South Korean President Kim Dae Jung is attempting to improve relations with the North by promoting peace, reconciliation, and cooperation. His policies are based on three principles: showing intolerance for the North’s military provocation, making it clear that the South has no intention of "absorbing" the North, and promoting conciliatory cooperation. South Korea emphasizes the implementation of the South-North Border Agreement of 1991 and continues to stress its strong national defense posture, the ability to respond to military provocation, and the building of a solid regime for the maintenance of peace. Kim Dae Jung’s policies aim not for immediate unification, but for peaceful management of the divided territory. Many South Koreans believe that the gradual assimilation of North and South is preferable to early unification, which could bring economic havoc to both Koreas (similar to what occurred during and after the unification of East and West Germany).

South Korea’s first priority is to get through the current economic crisis successfully. It also was noted that China carries less influence over North Korea. As relations within Northeast Asia continue to shift (PRC–ROK, DPRK–Commonwealth of Independent States), China’s relations with North Korea are shifting from that of allies to a "state-to-state" focus. It was generally agreed that China and the United States should cooperate more fully on the North Korean situation and that the Four Party Talks should be pursued.

Some of North Korea’s positive moves may give rise to cautious optimism. For example, North Korea revised its constitution in the fall of 1998, which opened the doors for change. It allowed experts to travel to the United States and other countries to learn. The Hyundai-Dae Woo project earned $20 million in 1998. If these activities and the cultural exchanges can be pushed forward, an evolution may occur in the power structure in much the same way it has occurred in China. President Kim Dae Jung voiced the hope that this would lead to further cooperation between the North and South.

• U.S. Involvement.

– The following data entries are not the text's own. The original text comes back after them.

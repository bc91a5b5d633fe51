//! Payload builders for the WhatsApp Cloud API
//!
//! Strongly-typed construction of outbound `/messages` request bodies:
//! interactive flow messages plus read-receipt and typing-indicator
//! status requests. Transport, authentication, and response parsing are
//! the caller's concern; this crate only produces the JSON the API
//! expects and enforces its field-presence rules.

pub mod messages;
pub mod requests;
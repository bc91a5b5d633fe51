//! Wire format tests
//!
//! Builds complete messages and checks the exact `/messages` request
//! bodies against the Cloud API's documented shapes.

use serde_json::json;

use whatsapp_cloud_messages::messages::{FlowAction, FlowMessage, Header, Message, MessageError};
use whatsapp_cloud_messages::requests::TypingIndicatorRequest;

#[test]
fn flow_message_request_body_matches_api_sample() {
    let action = FlowAction::new("Book!")
        .with_flow_id("123456")
        .with_action("navigate")
        .with_action_payload(json!({
            "screen": "APPOINTMENT",
            "data": {
                "product_name": "name",
                "product_description": "description",
                "product_price": 100,
            },
        }));
    let message = FlowMessage::new("16315551234", action)
        .with_header(Header::text("Flow message header"))
        .with_body("Flow message body")
        .with_footer("Flow message footer");

    assert_eq!(
        message.request_body().unwrap(),
        json!({
            "recipient_type": "individual",
            "messaging_product": "whatsapp",
            "to": "16315551234",
            "type": "interactive",
            "interactive": {
                "type": "flow",
                "header": { "type": "text", "text": "Flow message header" },
                "body": { "text": "Flow message body" },
                "footer": { "text": "Flow message footer" },
                "action": {
                    "name": "flow",
                    "parameters": {
                        "flow_message_version": "3",
                        "flow_cta": "Book!",
                        "flow_id": "123456",
                        "flow_token": "123456",
                        "flow_action": "navigate",
                        "flow_action_payload": {
                            "screen": "APPOINTMENT",
                            "data": {
                                "product_name": "name",
                                "product_description": "description",
                                "product_price": 100,
                            },
                        },
                    },
                },
            },
        })
    );
}

#[test]
fn minimal_flow_message_request_body() {
    let message = FlowMessage::new(
        "16315551234",
        FlowAction::new("Sign up").with_flow_name("signup_v2"),
    );

    assert_eq!(
        message.request_body().unwrap(),
        json!({
            "recipient_type": "individual",
            "messaging_product": "whatsapp",
            "to": "16315551234",
            "type": "interactive",
            "interactive": {
                "type": "flow",
                "action": {
                    "name": "flow",
                    "parameters": {
                        "flow_message_version": "3",
                        "flow_cta": "Sign up",
                        "flow_name": "signup_v2",
                        "flow_token": "signup_v2",
                    },
                },
            },
        })
    );
}

#[test]
fn reply_adds_context_to_envelope() {
    let message = FlowMessage::new(
        "16315551234",
        FlowAction::new("Book!").with_flow_id("123456"),
    )
    .in_reply_to("wamid.abc123");

    let body = message.request_body().unwrap();
    assert_eq!(body["context"], json!({ "message_id": "wamid.abc123" }));
}

#[test]
fn unidentified_flow_fails_before_any_payload_is_produced() {
    let message = FlowMessage::new("16315551234", FlowAction::new("Book!"));
    assert_eq!(
        message.request_body().unwrap_err(),
        MessageError::MissingFlowIdentifier
    );
}

#[test]
fn typing_indicator_request_body() {
    assert_eq!(
        TypingIndicatorRequest::new("wamid.abc123").body(),
        json!({
            "messaging_product": "whatsapp",
            "status": "read",
            "message_id": "wamid.abc123",
            "typing_indicator": { "type": "text" },
        })
    );
}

The United States should remain directly involved in South Korea’s economic recovery, defense structure, and the search for solutions to the issues raised by North Korea’s activities, including support for South Korea’s efforts to improve North-South relations, participation in the Four Party Talks, and fulfilling what is possible of its promises in the Agreed Framework.

PANEL IV: SOUTHEAST ASIA

The discussion regarding Southeast Asia focused on Indonesia—its current situation and its prospects for the future. Other aspects of the region, including the policies and strategies of other nations in or involved in Southeast Asia, were discussed briefly.

• Economic Recovery. Indonesia’s future prospects were viewed with some pessimism. The collapse of the Thai currency created "an economic tsunami" that engulfed an already weak Indonesian economy, which in turn led to massive protests and uprisings against President Suharto’s military-run regime. In May 1998 rioting in Jakarta, military forces lost control and over 1,000 people lost their lives. Suharto was ousted from power, though there was no civil war.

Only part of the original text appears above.